*Aim of the exercise*: How many lines in the records below contain "Result"? Answer with the number alone.

(Stored data entries)
= Beginning of Section =
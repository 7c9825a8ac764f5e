//! Show command implementation

use anyhow::{Context, Result};
use clap::{Args, ValueEnum};
use std::path::PathBuf;

use crate::config::load_config;
use crate::domain::Config;

#[derive(Copy, Clone, Debug, PartialEq, Eq, ValueEnum)]
pub enum OutputFormat {
    /// KEY=value lines
    Text,
    /// Pretty-printed JSON object
    Json,
}

#[derive(Args)]
pub struct ShowArgs {
    /// Directory containing the .env settings file
    #[arg(value_name = "DIR", default_value = ".")]
    pub dir: PathBuf,

    /// Output format
    #[arg(short, long, value_enum, default_value_t = OutputFormat::Text)]
    pub format: OutputFormat,

    /// Print secrets instead of masking them
    #[arg(long)]
    pub show_secrets: bool,
}

pub fn run(args: ShowArgs) -> Result<()> {
    let config = load_config(&args.dir).with_context(|| {
        format!("Failed to load configuration from {}", args.dir.display())
    })?;
    let config = if args.show_secrets { config } else { config.redacted() };

    println!("{}", render(&config, args.format)?);
    Ok(())
}

fn render(config: &Config, format: OutputFormat) -> Result<String> {
    match format {
        OutputFormat::Text => Ok(config
            .entries()
            .into_iter()
            .map(|(key, value)| format!("{key}={value}"))
            .collect::<Vec<_>>()
            .join("\n")),
        OutputFormat::Json => {
            serde_json::to_string_pretty(config).context("Failed to serialize configuration")
        }
    }
}
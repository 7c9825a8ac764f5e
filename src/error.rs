//! Errors returned while loading configuration.

use std::path::PathBuf;
use thiserror::Error;

#[derive(Error, Debug)]
pub enum ConfigError {
    /// The settings file exists but could not be read.
    #[error("Failed reading settings file {}: {source}", .path.display())]
    Read {
        path: PathBuf,
        #[source]
        source: std::io::Error,
    },

    /// The settings file is not valid `KEY=value` syntax.
    #[error("Invalid settings file {}: {source}", .path.display())]
    Parse {
        path: PathBuf,
        #[source]
        source: dotenvy::Error,
    },

    /// A value could not be coerced into its field type.
    #[error("Invalid configuration value: {0}")]
    Extract(#[from] Box<figment::Error>),
}

impl ConfigError {
    pub(crate) fn from_dotenv(path: impl Into<PathBuf>, err: dotenvy::Error) -> Self {
        match err {
            dotenvy::Error::Io(source) => Self::Read { path: path.into(), source },
            other => Self::Parse { path: path.into(), source: other },
        }
    }
}

pub type Result<T> = std::result::Result<T, ConfigError>;
//! muchtodo-config: inspect and validate the MuchToDo backend configuration
//!
//! Loads the settings exactly as the backend does at startup and prints or
//! checks the resolved values.

use anyhow::Result;

fn main() -> Result<()> {
    muchtodo_config::cli::run()
}
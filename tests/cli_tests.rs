//! Integration tests for CLI

use assert_cmd::Command;
use predicates::prelude::*;
use std::fs;
use tempfile::TempDir;

fn cli() -> Command {
    let mut cmd = Command::new(assert_cmd::cargo::cargo_bin!("muchtodo-config"));
    cmd.env_clear();
    cmd
}

fn dir_arg(dir: &TempDir) -> &str {
    dir.path().to_str().expect("utf8 path")
}

#[test]
fn test_cli_version() {
    let mut cmd = cli();
    cmd.arg("--version");
    cmd.assert().success().stdout(predicate::str::contains("muchtodo-config"));
}

#[test]
fn test_cli_help() {
    let mut cmd = cli();
    cmd.arg("--help");
    cmd.assert()
        .success()
        .stdout(predicate::str::contains("show"))
        .stdout(predicate::str::contains("check"));
}

#[test]
fn test_show_defaults_without_settings_file() {
    let dir = TempDir::new().expect("temp dir");
    let mut cmd = cli();
    cmd.args(["show", dir_arg(&dir)]);
    cmd.assert()
        .success()
        .stdout(predicate::str::contains("PORT=8080"))
        .stdout(predicate::str::contains("JWT_EXPIRATION_HOURS=72"))
        .stdout(predicate::str::contains("COOKIE_DOMAINS=localhost"))
        .stdout(predicate::str::contains("ALLOWED_ORIGINS=http://localhost:5173"));
}

#[test]
fn test_show_environment_overrides_file() {
    let dir = TempDir::new().expect("temp dir");
    fs::write(dir.path().join(".env"), "PORT=3000\nDB_NAME=much_todo\n").expect("write .env");

    let mut cmd = cli();
    cmd.args(["show", dir_arg(&dir)]).env("PORT", "4000");
    cmd.assert()
        .success()
        .stdout(predicate::str::contains("PORT=4000"))
        .stdout(predicate::str::contains("DB_NAME=much_todo"));
}

#[test]
fn test_show_masks_secrets_by_default() {
    let dir = TempDir::new().expect("temp dir");
    fs::write(dir.path().join(".env"), "JWT_SECRET_KEY=topsecret\n").expect("write .env");

    let mut cmd = cli();
    cmd.args(["show", dir_arg(&dir)]);
    cmd.assert().success().stdout(predicate::str::contains("topsecret").not());

    let mut reveal = cli();
    reveal.args(["show", dir_arg(&dir), "--show-secrets"]);
    reveal.assert().success().stdout(predicate::str::contains("JWT_SECRET_KEY=topsecret"));
}

#[test]
fn test_show_json_output() {
    let dir = TempDir::new().expect("temp dir");
    let mut cmd = cli();
    cmd.args(["show", dir_arg(&dir), "--format", "json"])
        .env("ALLOWED_ORIGINS", "http://a.com, 'http://b.com' ,  ");
    cmd.assert()
        .success()
        .stdout(predicate::str::contains("\"ALLOWED_ORIGINS\""))
        .stdout(predicate::str::contains("\"http://b.com\""))
        .stdout(predicate::str::contains("'http://b.com'").not());
}

#[test]
fn test_check_succeeds_for_valid_configuration() {
    let dir = TempDir::new().expect("temp dir");
    fs::write(dir.path().join(".env"), "ENABLE_CACHE=true\nJWT_EXPIRATION_HOURS=1\n")
        .expect("write .env");

    let mut cmd = cli();
    cmd.args(["check", dir_arg(&dir)]);
    cmd.assert().success().stdout(predicate::str::contains("configuration OK"));
}

#[test]
fn test_check_fails_for_non_integer_expiration() {
    let dir = TempDir::new().expect("temp dir");
    let mut cmd = cli();
    cmd.args(["check", dir_arg(&dir)]).env("JWT_EXPIRATION_HOURS", "forever");
    cmd.assert().failure().stderr(predicate::str::contains("not usable"));
}

#[test]
fn test_check_fails_for_malformed_settings_file() {
    let dir = TempDir::new().expect("temp dir");
    fs::write(dir.path().join(".env"), "THIS LINE IS BROKEN\n").expect("write .env");

    let mut cmd = cli();
    cmd.args(["check", dir_arg(&dir)]);
    cmd.assert().failure().stderr(predicate::str::contains("Invalid settings file"));
}
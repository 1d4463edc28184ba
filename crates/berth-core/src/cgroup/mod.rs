//! Cgroups v2 hierarchy management.
//!
//! A manager owns one parent cgroup directly under the unified hierarchy
//! (normally `/sys/fs/cgroup`); every container gets a child scope named by
//! its UUID that lives from bootstrap until teardown.

use std::path::{Path, PathBuf};

use berth_common::error::{BerthError, Result};

/// Verifies that a cgroup v2 hierarchy is mounted at `root`.
///
/// # Errors
///
/// Returns [`BerthError::ResourceUnavailable`] if `cgroup.controllers` is
/// missing, which means the unified hierarchy is not mounted there.
pub fn check_cgroups(root: &Path) -> Result<()> {
    let controllers = root.join("cgroup.controllers");
    std::fs::metadata(&controllers).map_err(|e| BerthError::ResourceUnavailable {
        resource: format!("cgroup v2 hierarchy at {}", root.display()),
        source: e,
    })?;
    tracing::debug!(root = %root.display(), "cgroup v2 hierarchy present");
    Ok(())
}

/// Handle to a single cgroup directory.
#[derive(Debug, Clone, PartialEq, Eq)]
pub struct Cgroup {
    path: PathBuf,
}

impl Cgroup {
    /// Opens (creating if needed) the cgroup `name` under `root`.
    ///
    /// The cgroup must be writable, otherwise no container could ever be
    /// placed in it.
    ///
    /// # Errors
    ///
    /// Returns [`BerthError::ResourceUnavailable`] if the directory cannot be
    /// created or is not writable.
    pub fn new(root: &Path, name: &str) -> Result<Self> {
        let path = root.join(name);
        std::fs::create_dir_all(&path).map_err(|e| unavailable(&path, e))?;
        nix::unistd::access(&path, nix::unistd::AccessFlags::W_OK)
            .map_err(|e| unavailable(&path, e.into()))?;
        tracing::info!(path = %path.display(), "cgroup ready");
        Ok(Self { path })
    }

    /// Creates the child scope `name` under this cgroup.
    ///
    /// # Errors
    ///
    /// Returns [`BerthError::ResourceUnavailable`] if the directory cannot be
    /// created.
    pub fn child(&self, name: &str) -> Result<Self> {
        let path = self.path.join(name);
        match std::fs::create_dir(&path) {
            Ok(()) => {}
            Err(e) if e.kind() == std::io::ErrorKind::AlreadyExists => {}
            Err(e) => return Err(unavailable(&path, e)),
        }
        tracing::debug!(path = %path.display(), "child cgroup created");
        Ok(Self { path })
    }

    /// Returns the cgroup directory.
    #[must_use]
    pub fn path(&self) -> &Path {
        &self.path
    }

    /// Adds a process to this cgroup by writing its PID.
    ///
    /// # Errors
    ///
    /// Returns an error if writing to `cgroup.procs` fails.
    pub fn add_process(&self, pid: u32) -> Result<()> {
        let procs_path = self.path.join("cgroup.procs");
        std::fs::write(&procs_path, pid.to_string())
            .map_err(|e| BerthError::io(procs_path, e))?;
        tracing::debug!(pid, "added process to cgroup");
        Ok(())
    }

    /// Removes the cgroup. A cgroup that is already gone is not an error.
    ///
    /// The kernel refuses to remove a cgroup that still has member
    /// processes, so this must be called after the process tree is gone.
    ///
    /// # Errors
    ///
    /// Returns an error if the cgroup directory cannot be removed.
    pub fn destroy(&self) -> Result<()> {
        match std::fs::remove_dir(&self.path) {
            Ok(()) => {}
            Err(e) if e.kind() == std::io::ErrorKind::NotFound => {}
            Err(e) => return Err(BerthError::io(&self.path, e)),
        }
        tracing::info!(path = %self.path.display(), "cgroup destroyed");
        Ok(())
    }
}

fn unavailable(path: &Path, source: std::io::Error) -> BerthError {
    BerthError::ResourceUnavailable {
        resource: format!("cgroup {}", path.display()),
        source,
    }
}

#[cfg(test)]
mod tests {
    use super::*;

    #[test]
    fn check_cgroups_requires_controllers_file() {
        let dir = tempfile::tempdir().expect("tempdir");
        assert!(matches!(
            check_cgroups(dir.path()),
            Err(BerthError::ResourceUnavailable { .. })
        ));

        std::fs::write(dir.path().join("cgroup.controllers"), "cpu memory io").expect("write");
        check_cgroups(dir.path()).expect("hierarchy should be detected");
    }

    #[test]
    fn parent_and_child_are_created() {
        let dir = tempfile::tempdir().expect("tempdir");
        let parent = Cgroup::new(dir.path(), "berth").expect("parent");
        let child = parent.child("c1").expect("child");
        assert!(child.path().is_dir());
        assert!(child.path().starts_with(parent.path()));

        // Creating the same child twice is fine.
        let again = parent.child("c1").expect("child again");
        assert_eq!(again, child);
    }

    #[test]
    fn destroy_is_idempotent() {
        let dir = tempfile::tempdir().expect("tempdir");
        let parent = Cgroup::new(dir.path(), "berth").expect("parent");
        let child = parent.child("c2").expect("child");
        child.destroy().expect("destroy");
        assert!(!child.path().exists());
        child.destroy().expect("second destroy");
    }
}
= End of Section =
*Exercise response*: 12